═══ Exercise input
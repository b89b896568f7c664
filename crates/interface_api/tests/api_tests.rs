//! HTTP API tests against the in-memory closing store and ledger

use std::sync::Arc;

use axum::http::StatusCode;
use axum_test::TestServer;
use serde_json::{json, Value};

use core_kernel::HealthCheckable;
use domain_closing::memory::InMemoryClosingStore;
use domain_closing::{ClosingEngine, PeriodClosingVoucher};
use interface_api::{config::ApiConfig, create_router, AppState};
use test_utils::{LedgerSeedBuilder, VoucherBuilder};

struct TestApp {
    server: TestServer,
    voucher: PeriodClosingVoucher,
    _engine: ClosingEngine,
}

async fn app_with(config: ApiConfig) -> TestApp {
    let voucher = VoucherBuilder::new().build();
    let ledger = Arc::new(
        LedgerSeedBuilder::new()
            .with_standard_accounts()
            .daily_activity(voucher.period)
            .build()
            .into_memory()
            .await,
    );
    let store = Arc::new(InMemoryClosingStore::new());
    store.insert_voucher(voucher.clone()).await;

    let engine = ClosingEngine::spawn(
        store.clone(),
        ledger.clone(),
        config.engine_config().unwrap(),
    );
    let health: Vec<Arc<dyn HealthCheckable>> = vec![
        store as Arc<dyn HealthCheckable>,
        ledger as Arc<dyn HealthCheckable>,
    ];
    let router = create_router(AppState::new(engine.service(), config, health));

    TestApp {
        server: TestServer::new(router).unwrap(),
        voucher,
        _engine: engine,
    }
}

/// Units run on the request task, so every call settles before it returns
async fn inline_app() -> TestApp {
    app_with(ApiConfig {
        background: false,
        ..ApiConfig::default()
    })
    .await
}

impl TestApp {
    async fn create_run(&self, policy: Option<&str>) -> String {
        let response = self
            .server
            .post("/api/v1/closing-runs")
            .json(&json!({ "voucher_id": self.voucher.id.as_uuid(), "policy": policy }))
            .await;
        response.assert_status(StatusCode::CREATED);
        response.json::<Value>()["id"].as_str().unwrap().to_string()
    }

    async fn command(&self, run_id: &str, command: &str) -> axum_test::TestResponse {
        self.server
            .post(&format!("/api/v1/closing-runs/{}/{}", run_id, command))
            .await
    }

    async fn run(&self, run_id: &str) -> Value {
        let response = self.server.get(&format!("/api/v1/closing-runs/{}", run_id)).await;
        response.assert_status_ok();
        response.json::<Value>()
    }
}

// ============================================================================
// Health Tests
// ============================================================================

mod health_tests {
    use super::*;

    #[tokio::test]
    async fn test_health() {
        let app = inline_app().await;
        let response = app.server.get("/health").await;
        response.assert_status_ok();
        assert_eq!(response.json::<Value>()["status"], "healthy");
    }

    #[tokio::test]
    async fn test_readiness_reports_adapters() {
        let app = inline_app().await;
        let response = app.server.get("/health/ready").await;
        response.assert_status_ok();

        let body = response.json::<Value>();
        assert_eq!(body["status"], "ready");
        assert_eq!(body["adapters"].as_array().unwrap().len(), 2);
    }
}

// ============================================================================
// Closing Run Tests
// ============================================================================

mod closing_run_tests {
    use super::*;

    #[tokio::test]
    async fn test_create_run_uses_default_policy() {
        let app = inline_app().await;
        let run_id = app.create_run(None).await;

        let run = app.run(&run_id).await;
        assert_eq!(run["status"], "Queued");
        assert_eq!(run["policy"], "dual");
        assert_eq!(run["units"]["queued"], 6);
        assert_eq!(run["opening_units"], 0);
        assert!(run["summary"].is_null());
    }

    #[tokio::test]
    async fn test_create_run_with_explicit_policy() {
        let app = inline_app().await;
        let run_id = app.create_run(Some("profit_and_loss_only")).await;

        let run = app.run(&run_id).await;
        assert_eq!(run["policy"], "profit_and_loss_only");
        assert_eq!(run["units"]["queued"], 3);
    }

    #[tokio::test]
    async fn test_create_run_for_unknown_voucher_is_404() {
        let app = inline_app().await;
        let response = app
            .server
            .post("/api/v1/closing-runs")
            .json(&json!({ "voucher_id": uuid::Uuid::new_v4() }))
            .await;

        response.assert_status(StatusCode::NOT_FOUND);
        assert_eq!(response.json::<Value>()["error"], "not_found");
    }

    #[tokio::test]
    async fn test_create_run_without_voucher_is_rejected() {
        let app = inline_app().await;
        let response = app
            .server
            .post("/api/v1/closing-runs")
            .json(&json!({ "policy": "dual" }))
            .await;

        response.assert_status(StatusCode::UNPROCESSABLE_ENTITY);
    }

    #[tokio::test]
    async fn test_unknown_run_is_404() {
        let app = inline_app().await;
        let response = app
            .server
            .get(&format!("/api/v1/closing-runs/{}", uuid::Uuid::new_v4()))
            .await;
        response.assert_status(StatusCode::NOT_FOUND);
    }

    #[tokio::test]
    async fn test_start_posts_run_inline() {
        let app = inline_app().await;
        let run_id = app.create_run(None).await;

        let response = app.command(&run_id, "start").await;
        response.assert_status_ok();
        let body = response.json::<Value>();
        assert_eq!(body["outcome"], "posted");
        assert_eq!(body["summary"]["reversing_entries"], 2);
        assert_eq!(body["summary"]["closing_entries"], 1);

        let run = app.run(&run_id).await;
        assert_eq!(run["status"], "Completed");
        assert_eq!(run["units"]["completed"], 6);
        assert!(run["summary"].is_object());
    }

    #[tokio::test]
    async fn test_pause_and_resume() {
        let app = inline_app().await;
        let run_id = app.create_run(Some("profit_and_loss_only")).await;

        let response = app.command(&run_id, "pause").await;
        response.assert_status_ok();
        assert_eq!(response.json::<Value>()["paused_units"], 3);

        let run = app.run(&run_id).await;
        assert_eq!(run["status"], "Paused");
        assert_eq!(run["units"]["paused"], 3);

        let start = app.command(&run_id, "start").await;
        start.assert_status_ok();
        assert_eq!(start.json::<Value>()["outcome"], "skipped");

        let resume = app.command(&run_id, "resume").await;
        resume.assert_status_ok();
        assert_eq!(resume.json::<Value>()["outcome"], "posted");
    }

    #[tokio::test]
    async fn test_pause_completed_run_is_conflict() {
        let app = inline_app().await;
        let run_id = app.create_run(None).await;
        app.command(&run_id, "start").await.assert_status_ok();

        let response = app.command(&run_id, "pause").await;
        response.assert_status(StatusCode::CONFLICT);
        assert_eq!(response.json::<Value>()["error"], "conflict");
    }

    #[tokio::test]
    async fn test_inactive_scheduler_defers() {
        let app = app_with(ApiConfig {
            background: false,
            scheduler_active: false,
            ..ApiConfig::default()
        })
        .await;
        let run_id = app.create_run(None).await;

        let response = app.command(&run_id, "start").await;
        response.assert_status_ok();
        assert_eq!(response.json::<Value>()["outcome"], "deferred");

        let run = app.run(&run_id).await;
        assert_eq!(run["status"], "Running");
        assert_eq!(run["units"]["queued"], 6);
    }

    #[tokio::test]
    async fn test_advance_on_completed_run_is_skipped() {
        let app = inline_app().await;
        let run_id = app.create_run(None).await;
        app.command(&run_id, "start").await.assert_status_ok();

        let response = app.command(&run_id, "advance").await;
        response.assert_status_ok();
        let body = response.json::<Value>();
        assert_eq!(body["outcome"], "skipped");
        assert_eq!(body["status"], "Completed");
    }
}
══════
The task:
Among the lines above, count those containing the word "ApiConfig" and write only the number.

Solution to the problem:
6